A Pakistani court on Thursday extended former premier Imran Khan’s protection from arrest through the end of the month, officials said, after police filed terrorism charges against the country’s popular opposition leader.
The court protected Khan from arrest until Sept. 1 over accusations that during a speech over the weekend, he threatened police officers and a female judge. The developments before the court relief for Khan had raised fears of violent clashes between police and Khan, who is leading mass rallies and seeking snap elections after being ousted. The government says elections will be held as scheduled next year.
On Thursday, Khan told reporters outside the court that he never threatened anyone.
He said the terrorism charges against him were politically motivated and that Prime Minister Shahbaz Sharif’s government feared Khan’s growing popularity.
“You are making fun of Pakistan,” Khan said of Sharif’s government.
Later, Khan went to another court where a criminal case was registered against him this week on charges of defying a ban on staging rallies in the capital, Islamabad. He was protected from arrest in that case as well until Sept. 7.
Earlier, Khan’s lawyer requested the anti-terrorism court to protect Khan from arrest. Babar Awan said the terrorism charges filed against Khan were “an act of revenge.”
Arriving at court, Khan was asked to walk toward the courtroom as ordinary suspects do.
Hundreds of Khan’s supporters gathered outside the court building, chanting slogans against Sharif’s government. Demonstrators said Khan is being politically victimized by Sharif’s government. Later, Khan left the court for his home on the outskirts of Islamabad.
Sharif replaced Khan in April when he was ousted in a no-confidence vote in Parliament. Legal experts say Khan could face from several months to 14 years in prison, the equivalent of a life sentence if he is found guilty by the court during the trial which has not started yet against him on the terrorism charges.
Thursday’s appearance of Khan before an anti-terrorism tribunal amid tight security was the latest development in the saga between Pakistan’s government and Khan, who has been holding mass rallies, seeking to return to power.
Khan is also to appear before the Islamabad High Court on Aug. 31 to face contempt proceedings on charges of threatening a judge. His conviction, in this case, will mean his disqualification from politics for life under Pakistani law. No convicted person can run for office.
It is the second time that Khan — a former cricket star turned Islamist politician — faces contempt charges. After elections in 1993, he was summoned but pardoned by the Supreme Court after describing the conduct of the judiciary as “shameful” and saying it did not ensure free and fair elections.
Legal experts say Khan has limited options and could avoid a conviction if he apologizes for his remarks against Judge Zeba Chaudhry, when he told her to “get ready for it, we will also take action against you.”

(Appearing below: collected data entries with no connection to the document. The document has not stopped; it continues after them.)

#[derive(Debug, Deserialize)]
struct YamlColumn {
    name: String,
    #[serde(rename = "type")]
    type_name: String,
    #[serde(default)]
    size: Option<u32>,
    #[serde(default)]
    nullable: Option<bool>,
    #[serde(default)]
    default: Option<String>,
    #[serde(default)]
    remarks: Option<String>,
    #[serde(default)]
    auto_increment: Option<bool>,
}

fn default_table_type() -> String {
    "TABLE".to_string()
}

impl YamlTable {
    fn into_mock_table(self) -> MockTable {
        let mut table = MockTable::new(self.schema.as_deref(), &self.name).with_type(&self.table_type);
        table.catalog = self.catalog;
        table.primary_key = self.primary_key;

        for column in self.columns {
            let nullable = match column.nullable {
                Some(true) => Nullable::Nullable,
                Some(false) => Nullable::NoNulls,
                None => Nullable::Unknown,
            };
            table = table.column_row(ColumnRow {
                column_name: column.name,
                type_name: column.type_name,
                column_size: column.size,
                nullable,
                column_def: column.default,
                remarks: column.remarks,
                is_autoincrement: column.auto_increment,
                ..ColumnRow::default()
            });
        }
        table
    }
}

#[cfg(test)]
mod tests {
    use super::*;

    fn users() -> MockMetadataSource {
        MockMetadataSource::new().with_table(
            MockTable::new(Some("APP"), "USERS")
                .required_column("ID", "BIGINT")
                .column("EMAIL", "VARCHAR")
                .primary_key(&["ID"]),
        )
    }

    #[test]
    fn test_columns_filtered_by_pattern() {
        let source = users();

        let rows: Vec<ColumnRow> = source
            .columns(None, Some("APP"), "USERS", Some("E%"))
            .unwrap()
            .collect::<CatalogResult<_>>()
            .unwrap();

        assert_eq!(rows.len(), 1);
        assert_eq!(rows[0].column_name, "EMAIL");
        assert_eq!(rows[0].table_schem.as_deref(), Some("APP"));
        assert_eq!(source.column_queries(), 1);
    }

    #[test]
    fn test_stream_release_is_tracked() {
        let source = users();

        let stream = source.tables(None, None, "%", None).unwrap();
        assert_eq!(source.open_streams(), 1);
        drop(stream);
        assert_eq!(source.open_streams(), 0);
        assert_eq!(source.streams_opened(), 1);
    }

    #[test]
    fn test_injected_failures() {
        let source = users().with_failure(MockQuery::Columns, MockFailure::Query);
        assert!(source.columns(None, None, "USERS", None).is_err());
        assert_eq!(source.open_streams(), 0);

        source.fail(MockQuery::Columns, MockFailure::Row);
        let mut stream = source.columns(None, None, "USERS", None).unwrap();
        assert!(matches!(stream.next(), Some(Err(CatalogError::QueryFailed(_)))));
        drop(stream);

        source.clear_failures();
        assert!(source.columns(None, None, "USERS", None).is_ok());
        assert_eq!(source.column_queries(), 3);
    }

    #[test]
    fn test_from_yaml() {
        let yaml = r#"
product_name: MySQL
tables:
  - catalog: shop
    name: USERS
    columns:
      - { name: ID, type: BIGINT, nullable: false }
      - { name: EMAIL, type: "varchar(255)", size: 255 }
    primary_key: [ID]
  - catalog: shop
    name: ACTIVE_USERS
    type: VIEW
"#;
        let source = MockMetadataSource::from_yaml(yaml).unwrap();
        assert_eq!(source.database_product_name().unwrap(), "MySQL");

        let types = vec!["TABLE".to_string()];
        let tables: Vec<TableRow> = source
            .tables(Some("shop"), None, "%", Some(&types))
            .unwrap()
            .collect::<CatalogResult<_>>()
            .unwrap();
        assert_eq!(tables.len(), 1);
        assert_eq!(tables[0].table_name, "USERS");

        let keys: Vec<PrimaryKeyRow> = source
            .primary_keys(Some("shop"), None, "USERS")
            .unwrap()
            .collect::<CatalogResult<_>>()
            .unwrap();
        assert_eq!(keys.len(), 1);
        assert_eq!(keys[0].key_seq, 1);
    }

    #[test]
    fn test_from_yaml_rejects_invalid_document() {
        assert!(MockMetadataSource::from_yaml("tables: [{ columns: 3 }]").is_err());
    }
}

Khan made that critical comment against judge Chaudhry after she allowed police to interrogate Gill, who is the chief of staff at Khan’s party. Gill was arrested earlier this month for allegedly attempting to incite soldiers to revolt against the top military leadership. Gill was sent to jail the previous day, pending trial.
Since his ouster, Khan has alleged — without providing evidence — that Pakistan’s powerful military took part in a U.S. plot to oust him. Washington, the Pakistani military and the government of Khan’s successor, Shahbaz Sharif, have all denied the allegation.
Khan came to power promising to break the pattern of family rule in Pakistan. His opponents contend he was elected with help from the powerful military, which has ruled the country for half of its 75-year history. Since his ouster, Khan has also demanded early elections and vowed to oust Sharif’s government through “pressure from the people.”